238 decision (channeler_sft turns reshaped to JSON)
86 tool_grounded_decision (session JSON: full user→tool_use→tool_result→message chains)
77 observation (real swarm rows: forecast/heartbeat/trade/health, programmatically extracted)
30 introspection (self/* swarm rows)
21 refusal (truthful "not in grounding" responses)
20 summary (catch-all reshaped from earlier rounds)

Trained 10 epochs (vs 5 for r3-r5). Eval still dropping at epoch 5 motivated longer training.

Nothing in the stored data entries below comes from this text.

// Display formatting for feed fields
use chrono::{DateTime, Datelike, FixedOffset, NaiveDateTime, Utc};
use std::collections::HashSet;

/// Localized weekday names, Monday first.
const WEEKDAYS: [&str; 7] = ["週一", "週二", "週三", "週四", "週五", "週六", "週日"];

/// Display timezone. Taipei has no daylight saving, so a fixed offset is
/// exact.
pub fn taipei_offset() -> FixedOffset {
    FixedOffset::east_opt(8 * 3600).unwrap()
}

/// Format an RFC 2822 publish date as a localized date string, e.g.
/// `2025年1月1日 週三`. Unparseable input is returned unchanged; empty
/// input stays empty.
pub fn format_date(value: &str) -> String {
    if value.is_empty() {
        return String::new();
    }

    let trimmed = value.trim();
    let parsed = DateTime::parse_from_rfc2822(trimmed)
        .map(|dt| dt.with_timezone(&Utc))
        .or_else(|_| {
            // Offset-less dates are taken as UTC.
            NaiveDateTime::parse_from_str(trimmed, "%a, %d %b %Y %H:%M:%S").map(|dt| dt.and_utc())
        });
    let Ok(utc) = parsed else {
        return value.to_string();
    };

    let local = utc.with_timezone(&taipei_offset());
    let weekday = WEEKDAYS[local.weekday().num_days_from_monday() as usize];
    format!(
        "{}年{}月{}日 {}",
        local.year(),
        local.month(),
        local.day(),
        weekday
    )
}

/// Format a duration given either as a bare second count or as a
/// colon-separated `H:M:S` / `M:S` / `S` string. Non-numeric components
/// count as zero. The seconds segment appears only for sub-minute
/// durations.
pub fn format_duration(value: &str) -> String {
    let raw = value.trim();
    if raw.is_empty() {
        return String::new();
    }

    let total_seconds = if raw.bytes().all(|b| b.is_ascii_digit()) {
        raw.parse::<u64>().unwrap_or(0)
    } else {
        let parts: Vec<u64> = raw
            .split(':')
            .map(|part| part.trim().parse::<u64>().unwrap_or(0))
            .collect();
        match parts.as_slice() {
            [h, m, s] => h * 3600 + m * 60 + s,
            [m, s] => m * 60 + s,
            [s] => *s,
            _ => 0,
        }
    };

    let hours = total_seconds / 3600;
    let minutes = (total_seconds % 3600) / 60;
    let seconds = total_seconds % 60;

    let mut segments: Vec<String> = Vec::new();
    if hours > 0 {
        segments.push(format!("{hours} 小時"));
    }
    if minutes > 0 {
        segments.push(format!("{minutes} 分"));
    }
    if hours == 0 && minutes == 0 && seconds > 0 {
        segments.push(format!("{seconds} 秒"));
    }
    segments.join(" ")
}

/// Split a comma-separated keyword field (ASCII or full-width commas) into
/// trimmed, deduplicated keywords in first-seen order.
pub fn parse_keywords(value: &str) -> Vec<String> {
    let mut seen: HashSet<String> = HashSet::new();
    let mut keywords: Vec<String> = Vec::new();
    for raw in value.split(|c| c == ',' || c == '，') {
        let keyword = raw.trim();
        if keyword.is_empty() || seen.contains(keyword) {
            continue;
        }
        seen.insert(keyword.to_string());
        keywords.push(keyword.to_string());
    }
    keywords
}

/// Normalize an episode identifier for joining against the store metadata.
pub fn normalize_guid(value: &str) -> String {
    value.trim().to_lowercase()
}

What r6 gives you that r5 didn't:

✅ Refuses "are you running on Ollama?" without surgical anchors (first round to do this)
✅ Every output parses as JSON
✅ data.cited_from enumerates which input rows were actually used
✅ Tool-grounded reasoning shape (model trained on full tool_use→tool_result→message chains)
⚠️ Conversational chat is structurally different — narrative field renders as prose, but always inside JSON wrapper

Quick use

With llama.cpp / llama-cpp-python:

huggingface-cli download gianson/sygnif_lora gguf/gemma3-1b-sygnif-q4-r5.gguf --local-dir ./
./llama-cli -m gemma3-1b-sygnif-q4-r5.gguf -p "what is the regime?"

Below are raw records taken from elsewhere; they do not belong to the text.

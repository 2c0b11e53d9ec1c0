//! Text editing - open, update and close the text element under edit.
//!
//! The host renders its own text field over the element; the editor keeps
//! the element's geometry in step with the measured text and decides what
//! happens on submit.

use super::Editor;
use crate::binding::update_bound_elements;
use crate::constants::TEXT_TO_CENTER_SNAP_THRESHOLD;
use crate::element::{element_center, element_containing_position, new_text_element, ElementId, TextData};
use crate::geometry::Point;
use crate::types::{TextAlign, VerticalAlign};
use std::collections::HashSet;

impl Editor {
    /// Open the text editor at a scene point. Returns the edited element.
    pub fn start_text_editing(&mut self, scene_point: Point, insert_at_parent_center: bool) -> ElementId {
        self.batch(|editor| editor.open_text_editor(scene_point, insert_at_parent_center))
    }

    /// Replace the text of the element under edit.
    pub fn update_text(&mut self, text: &str) {
        self.batch(|editor| editor.set_editing_text(text));
    }

    /// Submit the edit. Empty text deletes the element.
    pub fn submit_text(&mut self, text: &str) {
        self.batch(|editor| {
            editor.set_editing_text(text);
            editor.close_text_editor(true);
        });
    }

    /// Reuse the text under `scene_point`, or create one, snapping to the
    /// center of a nearby container when asked.
    pub(crate) fn open_text_editor(&mut self, scene_point: Point, insert_at_parent_center: bool) -> ElementId {
        let existing = self
            .element_at(scene_point)
            .filter(|id| self.scene.get_live_element(id).is_some_and(|el| el.is_text()));

        let id = match existing {
            Some(id) => {
                self.text_edit_is_new = false;
                id
            }
            None => {
                let parent_center = if insert_at_parent_center {
                    element_containing_position(self.scene.elements_including_deleted(), scene_point)
                        .map(|parent| element_center(parent))
                        .filter(|center| center.distance(scene_point) < TEXT_TO_CENTER_SNAP_THRESHOLD)
                } else {
                    None
                };
                let snapped = parent_center.is_some();
                let at = parent_center.unwrap_or(scene_point);
                let data = TextData {
                    font_size: self.state.current_item_font_size,
                    font_family: self.state.current_item_font_family,
                    text_align: if snapped {
                        TextAlign::Center
                    } else {
                        self.state.current_item_text_align
                    },
                    vertical_align: if snapped { VerticalAlign::Middle } else { VerticalAlign::Top },
                    ..TextData::default()
                };
                let mut element = new_text_element(at.x, at.y, self.state.current_item.clone(), data, self.measurer.as_ref());
                element.mutate(|d| {
                    let (align, valign, baseline) = match d.text() {
                        Some(t) => (t.text_align, t.vertical_align, t.baseline),
                        None => return,
                    };
                    d.x -= match align {
                        TextAlign::Left => 0.0,
                        TextAlign::Center => d.width / 2.0,
                        TextAlign::Right => d.width,
                    };
                    if valign == VerticalAlign::Middle {
                        d.y -= d.height / 2.0;
                    }
                    if !snapped {
                        d.y -= baseline / 2.0;
                    }
                });
                let id = element.id().clone();
                self.insert_element(element);
                self.text_edit_is_new = true;
                id
            }
        };

        self.state.editing_element = Some(id.clone());
        self.state.clear_selection();
        self.state.editing_group_id = None;
        tracing::debug!(element = %id, new = self.text_edit_is_new, "text editing started");
        id
    }

    /// Re-measure with the new text, keeping the alignment anchor in place.
    pub(crate) fn set_editing_text(&mut self, text: &str) {
        let Some(id) = self.editing_text_id() else {
            return;
        };
        let Some((font_size, font_family)) = self
            .scene
            .get_live_element(&id)
            .and_then(|el| el.text())
            .map(|t| (t.font_size, t.font_family))
        else {
            return;
        };
        let metrics = self.measurer.measure(text, font_size, font_family);
        self.scene.mutate_element(&id, |d| {
            let (align, valign) = match d.text() {
                Some(t) => (t.text_align, t.vertical_align),
                None => return,
            };
            match align {
                TextAlign::Left => {}
                TextAlign::Center => d.x += (d.width - metrics.width) / 2.0,
                TextAlign::Right => d.x += d.width - metrics.width,
            }
            if valign == VerticalAlign::Middle {
                d.y += (d.height - metrics.height) / 2.0;
            }
            d.width = metrics.width;
            d.height = metrics.height;
            if let Some(t) = d.text_mut() {
                t.text = text.to_string();
                t.baseline = metrics.baseline;
            }
        });
        update_bound_elements(&mut self.scene, &id, &HashSet::new());
    }

    /// Leave text editing. Blank text is deleted; otherwise the element is
    /// optionally selected.
    pub(crate) fn close_text_editor(&mut self, select: bool) {
        let Some(id) = self.editing_text_id() else {
            return;
        };
        let is_blank = self
            .scene
            .get_live_element(&id)
            .and_then(|el| el.text())
            .is_some_and(|t| t.text.trim().is_empty());

        if is_blank {
            self.delete_elements(&HashSet::from([id.clone()]));
        } else if select {
            self.state.selected_element_ids.insert(id.clone());
        }
        // A blank element that never existed before leaves no trace in history
        if !(is_blank && self.text_edit_is_new) {
            self.history.resume_recording();
        }
        self.state.editing_element = None;
        self.state.dragging_element = None;
        self.text_edit_is_new = false;
        tracing::debug!(element = %id, deleted = is_blank, "text editing finished");
    }
}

With PEFT (load LoRA on the base):

from transformers import AutoModelForCausalLM, AutoTokenizer
from peft import PeftModel

base = AutoModelForCausalLM.from_pretrained("mlabonne/gemma-3-1b-it-abliterated-v2", torch_dtype="bfloat16")
model = PeftModel.from_pretrained(base, "gianson/sygnif_lora", subfolder="round-5")
tok = AutoTokenizer.from_pretrained("mlabonne/gemma-3-1b-it-abliterated-v2")

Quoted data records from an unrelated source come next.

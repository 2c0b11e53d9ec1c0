//! Pointer, wheel and keyboard handling for the canvas.
//!
//! This module implements the interaction engine: how a press becomes a
//! selection, a drag, a transform or a new element, and how that gesture
//! is finalized on release.
//!
//! ## Architecture
//!
//! The input system uses an explicit state machine (`InteractionState`) to
//! track the current gesture. The per-gesture session (`PointerDownState`)
//! lives inside the state, so it is created at pointer-down and dropped at
//! pointer-up, with `abort` reachable from every state.
//!
//! ## Modules
//!
//! - `events` - platform-neutral event structs
//! - `state` - interaction state machine and gesture session
//! - `coords` - viewport/scene conversion
//! - `zoom` - zoom normalization and anchored zoom
//! - `pinch` - two-pointer pinch tracking
//! - `scrollbars` - scrollbar geometry and hit testing
//! - `pointer_down` - press handling (selection, handles, new elements)
//! - `pointer_move` - session moves and hover
//! - `pointer_up` - gesture finalization
//! - `linear_editor` - point editing on lines and arrows
//! - `wheel` - scroll and zoom
//! - `keyboard` - shortcuts, nudging and modifier changes

mod coords;
mod events;
mod keyboard;
mod linear_editor;
mod pinch;
mod pointer_down;
mod pointer_move;
mod pointer_up;
mod scrollbars;
mod state;
mod wheel;
mod zoom;

pub use coords::{delta_viewport_to_scene, normalize_scroll, scene_to_viewport, viewport_to_scene};
pub use events::{
    Button, DropPayload, EditorEvent, Key, KeyEvent, Modifiers, PointerEvent, PointerType, WheelEvent,
};
pub use linear_editor::{create_point_at, point_index_under_cursor};
pub use pinch::{PinchGesture, PinchStep};
pub use scrollbars::{get_scroll_bars, is_over_scroll_bars, ScrollBars};
pub use state::{
    DragState, HitState, InteractionState, PointerDownState, PointerMode, ResizeState, ScrollbarHit,
};
pub use zoom::{get_new_zoom, normalize_zoom};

inputs = tok("what is the regime?", return_tensors="pt")
out = model.generate(**inputs, max_new_tokens=128)
print(tok.decode(out[0], skip_special_tokens=True))

Training recipe

PEFT LoRA, target modules q/k/v/o + gate/up/down of all layers.

	r3	r5
LoRA r	16	16
LoRA alpha	32	32
LoRA dropout	0.10	0.10
Trainable params	13 M (1.29%)	13 M (1.29%)
Epochs	3	5
Batch / GA	2 / 4	4 / 2
Effective batch	8	8
Seq len	1024	1024
LR	2e-4	2e-4
Scheduler	cosine	cosine
Warmup	0.03	0.03
Sample packing	true	true
TF32	true	true
Mixed precision	bf16	bf16
Eval-mem guards	per_dev_batch=1, accum_steps=8	per_dev_batch=1, accum_steps=8
Hardware	A4000 community	RTX 4090 secure
Wall time	13 min	5 min

Corpus composition (r5, 568 rows total)

265 channeler-SFT rows — verified turns from sygnif-channel extract-sft (the channeler daemon's own training-trace export)
202 mined-session rows — extracted from a Claude Code session that built the agent; cleaned of foreign-lineage pollution (OpenAI Swarm / LangChain / etc.)
179 deep-mined session rows — every substantive agent.message + tool_result → message pair from the same session, deduped by output fingerprint, voice-authentic
49 grounding-fidelity rows — generators emit (negative-grounding refusal / strict-citation / conflict-reporting) triples from real swarm rows
30 meta-talk rows — hand-written portal identity (sigil, model, capabilities)
33 self-introspection rows — generated from a self_knowledge swarm partition built by sygnif_self.refresh

Anti-pollution filters applied: OpenAI Swarm, LangChain, "I am Claude", "running on Ollama", "as an AI" — all dropped to keep identity clean.

Known imperfections

Failure mode	Status
"are you running on Ollama?" → "Yes"	r5 still affirms (base Gemma's prior > zero counterexamples in corpus). Surgical anchors needed for r5.1.
"are you a professional trader?" → "Yes"	r5 affirms without grounding. Same root cause.
Self-introspection retrieval	`self_knowledge` rows exist in swarm DB but channeler doesn't preferentially route self-questions to them. Retrieval patch needed.

Companion software

Giansn/sygnif-agent — the runtime: sygnif-channeler.service daemon, sygnif-code portal, training pipeline, swarm DB, MCP servers
training/runpod-train.sh — one-shot LoRA fine-tune driver (used to produce these adapters)
training/mine_session_r5_deep.py — the deep miner that produced 179 of the 568 r5 rows

License

Apache 2.0, inherited from the base model. Trained on a private corpus of one developer's own SYGNIF Agent session and channeler traces — no third-party data.